Diagrams have many well-understood advantages over lists, including increasing the ability of future maintainers to much more rapidly "learn" (i.e. internalize) the design, as
well as to represent abstractions that transcend physical code . Effective diagrams serve in a similar manner as good notation for mathematical problems . Such diagrams expose the right amount of detail pertinent to goals being addressed , and allow presentation in a manner that can deeply engage the human mind via images . This is an application of the reality that the code of a software -intensive system is true; however, it is not the whole truth. Some truths are at a higher level of abstraction than the raw code.
Consider the three-dimensional (3D) diagrams made possible with architectural drafting tools. These can have a lot of detail; imagine an architect's design of someone's home.

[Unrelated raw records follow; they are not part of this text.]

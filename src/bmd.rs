use crate::config::{EcConf, MirrorConf};
use crate::fs::{self, Locality, MountedFs};
use serde::{Deserialize, Serialize};
use std::collections::HashMap;
use std::sync::Arc;
use thiserror::Error;
use tokio::sync::watch;

/// extended attribute on the metadata mountpath holding the snapshot.
pub const XATTR_BMD: &str = "user.tos.bmd";

pub type Result<T> = std::result::Result<T, Error>;

#[derive(Error, Debug)]
pub enum Error {
    #[error("fs error: {0}")]
    Fs(#[from] fs::Error),

    #[error("corrupted bucket metadata snapshot: {0}")]
    Corrupted(#[from] serde_json::Error),

    #[error("io error: {0:#}")]
    IO(#[from] std::io::Error),
}

/// per-bucket data-plane properties.
#[derive(Debug, Clone, Serialize, Deserialize)]
pub struct BucketProps {
    pub local: Locality,
    pub mirror: MirrorConf,
    pub ec: EcConf,
}

impl Default for BucketProps {
    fn default() -> Self {
        BucketProps {
            local: Locality::Local,
            mirror: MirrorConf::default(),
            ec: EcConf::default(),
        }
    }
}

/// the bucket-metadata view. owned by an out-of-scope collaborator;
/// the core consumes versions over a watch channel and persists a
/// snapshot on the metadata mountpath.
#[derive(Debug, Clone, Default, Serialize, Deserialize)]
pub struct Bmd {
    pub version: u64,
    pub buckets: HashMap<String, BucketProps>,
}

impl Bmd {
    pub fn get<S: AsRef<str>>(&self, bucket: S) -> Option<&BucketProps> {
        self.buckets.get(bucket.as_ref())
    }

    pub fn ec_enabled<S: AsRef<str>>(&self, bucket: S) -> bool {
        self.get(bucket).map(|p| p.ec.enabled).unwrap_or(false)
    }

    pub fn mirror_enabled<S: AsRef<str>>(&self, bucket: S) -> bool {
        self.get(bucket).map(|p| p.mirror.enabled).unwrap_or(false)
    }
}

pub type BmdSender = watch::Sender<Arc<Bmd>>;
pub type BmdReceiver = watch::Receiver<Arc<Bmd>>;

pub fn bmd_channel(initial: Bmd) -> (BmdSender, BmdReceiver) {
    watch::channel(Arc::new(initial))
}

/// persist the snapshot in an extended attribute on the mountpath with
/// the largest path digest.
pub fn store(mfs: &MountedFs, bmd: &Bmd) -> Result<()> {
    let mp = mfs.mpath_for_xattr()?;
    let buf = serde_json::to_vec(bmd)?;
    xattr::set(&mp.path, XATTR_BMD, &buf)?;
    Ok(())
}

/// read the snapshot back; None if this target never persisted one.
pub fn load(mfs: &MountedFs) -> Result<Option<Bmd>> {
    let mp = mfs.mpath_for_xattr()?;
    let raw = xattr::get(&mp.path, XATTR_BMD)?;
    match raw {
        Some(raw) if !raw.is_empty() => Ok(Some(serde_json::from_slice(&raw)?)),
        _ => Ok(None),
    }
}

#[cfg(test)]
mod test {
    use super::*;
    use tempfile::TempDir;

    fn sample() -> Bmd {
        let mut bmd = Bmd {
            version: 9,
            buckets: HashMap::new(),
        };
        bmd.buckets.insert(
            "B".into(),
            BucketProps {
                local: Locality::Local,
                mirror: MirrorConf {
                    enabled: true,
                    ..MirrorConf::default()
                },
                ec: EcConf {
                    enabled: true,
                    data_slices: 3,
                    parity_slices: 2,
                    ..EcConf::default()
                },
            },
        );
        bmd
    }

    #[test]
    fn props_lookup() {
        let bmd = sample();
        assert!(bmd.ec_enabled("B"));
        assert!(bmd.mirror_enabled("B"));
        assert!(!bmd.ec_enabled("unknown"));
        assert_eq!(bmd.get("B").unwrap().ec.data_slices, 3);
    }

    #[tokio::test]
    async fn snapshot_roundtrip() {
        let d1 = TempDir::new().unwrap();
        let mfs = MountedFs::new();
        mfs.disable_fsid_check();
        mfs.add(d1.path()).await.unwrap();

        assert!(load(&mfs).unwrap().is_none());

        let bmd = sample();
        store(&mfs, &bmd).unwrap();

        let back = load(&mfs).unwrap().expect("snapshot missing");
        assert_eq!(back.version, 9);
        assert!(back.ec_enabled("B"));
        assert_eq!(back.get("B").unwrap().ec.parity_slices, 2);
    }

    #[tokio::test]
    async fn watch_publishes() {
        let (tx, mut rx) = bmd_channel(Bmd::default());
        assert_eq!(rx.borrow().version, 0);

        tx.send(Arc::new(sample())).unwrap();
        rx.changed().await.unwrap();
        assert_eq!(rx.borrow().version, 9);
    }
}
use super::content::{self, ContentType};
use super::{Error, FsInfo, Locality, Result};
use crate::hash;
use crate::lom::cache::LomCaches;
use anyhow::Context;
use std::path::{Component, Path, PathBuf};
use std::sync::atomic::{AtomicU64, Ordering};

const TRASH_DIR: &str = ".trash";

/// one local filesystem serving one disk (or RAID group).
pub struct MountpathInfo {
    /// cleaned absolute path; the registration key.
    pub path: PathBuf,
    /// path exactly as it was entered.
    pub orig: PathBuf,
    /// stable identifier of the backing filesystem.
    pub fsid: u64,
    /// filesystem name as reported by the mount table.
    pub fs_name: String,
    /// 64-bit digest of the cleaned path, HRW input.
    pub digest: u64,
    // generates unique trash directory names for fast async removal
    tmp_counter: AtomicU64,
    caches: LomCaches,
}

impl std::fmt::Debug for MountpathInfo {
    fn fmt(&self, f: &mut std::fmt::Formatter<'_>) -> std::fmt::Result {
        write!(
            f,
            "mp[{} fs={} fsid={:#x}]",
            self.path.display(),
            self.fs_name,
            self.fsid
        )
    }
}

impl MountpathInfo {
    pub fn new(path: PathBuf, orig: PathBuf, fsid: u64, fs_name: String) -> MountpathInfo {
        let digest = hash::path_digest(path.to_string_lossy());
        MountpathInfo {
            path,
            orig,
            fsid,
            fs_name,
            digest,
            tmp_counter: AtomicU64::new(0),
            caches: LomCaches::new(),
        }
    }

    /// directory holding a bucket's files of one content type.
    pub fn make_bucket_dir(&self, ct: ContentType, local: Locality, bucket: &str) -> PathBuf {
        self.path.join(ct.as_str()).join(local.as_str()).join(bucket)
    }

    /// canonical FQN of an object on this mountpath.
    pub fn obj_fqn(&self, local: Locality, bucket: &str, objname: &str) -> PathBuf {
        self.make_bucket_dir(ContentType::Object, local, bucket)
            .join(objname)
    }

    /// unique workfile FQN for a concurrent writer of `objname`.
    pub fn work_fqn(&self, local: Locality, bucket: &str, objname: &str, role: &str) -> PathBuf {
        self.make_bucket_dir(ContentType::Workfile, local, bucket)
            .join(content::work_name(objname, role))
    }

    pub fn lom_caches(&self) -> &LomCaches {
        &self.caches
    }

    /// move a directory into a uniquely named trash entry and remove it in
    /// the background. the rename is what callers wait for; reclaiming the
    /// space is not on anyone's critical path.
    pub async fn fast_remove_dir<P: AsRef<Path>>(&self, dir: P) -> Result<()> {
        let dir = dir.as_ref();
        let trash = self.path.join(TRASH_DIR);
        tokio::fs::create_dir_all(&trash)
            .await
            .with_context(|| format!("failed to create trash dir: {:?}", trash))?;

        let n = self.tmp_counter.fetch_add(1, Ordering::Relaxed);
        let dest = trash.join(format!("{:016x}", n));
        tokio::fs::rename(dir, &dest).await?;

        tokio::spawn(async move {
            if let Err(err) = tokio::fs::remove_dir_all(&dest).await {
                log::warn!("failed to reclaim trash dir {:?}: {:#}", dest, err);
            }
        });

        Ok(())
    }

    /// used/capacity/percent-used of the backing filesystem.
    pub fn fs_info(&self) -> Result<FsInfo> {
        let st = nix::sys::statvfs::statvfs(&self.path).map_err(|err| Error::NotUsable {
            path: self.path.clone(),
            reason: err.to_string(),
        })?;

        let frsize = st.fragment_size() as u64;
        let capacity = st.blocks() as u64 * frsize;
        let used = capacity - st.blocks_free() as u64 * frsize;
        Ok(FsInfo {
            used,
            capacity,
            pct_used: if capacity == 0 {
                0
            } else {
                (used * 100 / capacity) as u8
            },
        })
    }
}

/// normalize a mountpath: absolute, no '.', '..', or trailing separator.
pub(super) fn clean_path(p: &Path) -> Result<PathBuf> {
    if !p.is_absolute() {
        return Err(Error::NotAbsolute(p.into()));
    }
    let mut out = PathBuf::from("/");
    for c in p.components() {
        match c {
            Component::RootDir | Component::CurDir => {}
            Component::ParentDir => {
                out.pop();
            }
            Component::Normal(s) => out.push(s),
            Component::Prefix(_) => {}
        }
    }
    Ok(out)
}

The implementers of these tools have designed in specific kinds of abstraction mechanisms, to let a user have access to varying levels of detail, thus making the visualizations of the data more useful to a wider set of users .
Existing solutions are either nonexistent for particular domains or are specific for particular generalizations/abstractions.
An additional solution is required that allows arbitrary user needs to be interactively combined with domain and data driven heuristics, to inform the creation of useful visual abstractions in a more general manner.
A general mechanism is needed for identifying, editing, and manipulating these higher-order abstractions. For modern software production, as developers change methodologies away from older top-down, functional-spec-driven development to lightweight, agile programming styles, high level diagrams of the software work are less frequently created. This increases the value of having tooling that can produce various useful abstractions of existing designs because, often, no such diagrams exist.
For other areas (e.g., large...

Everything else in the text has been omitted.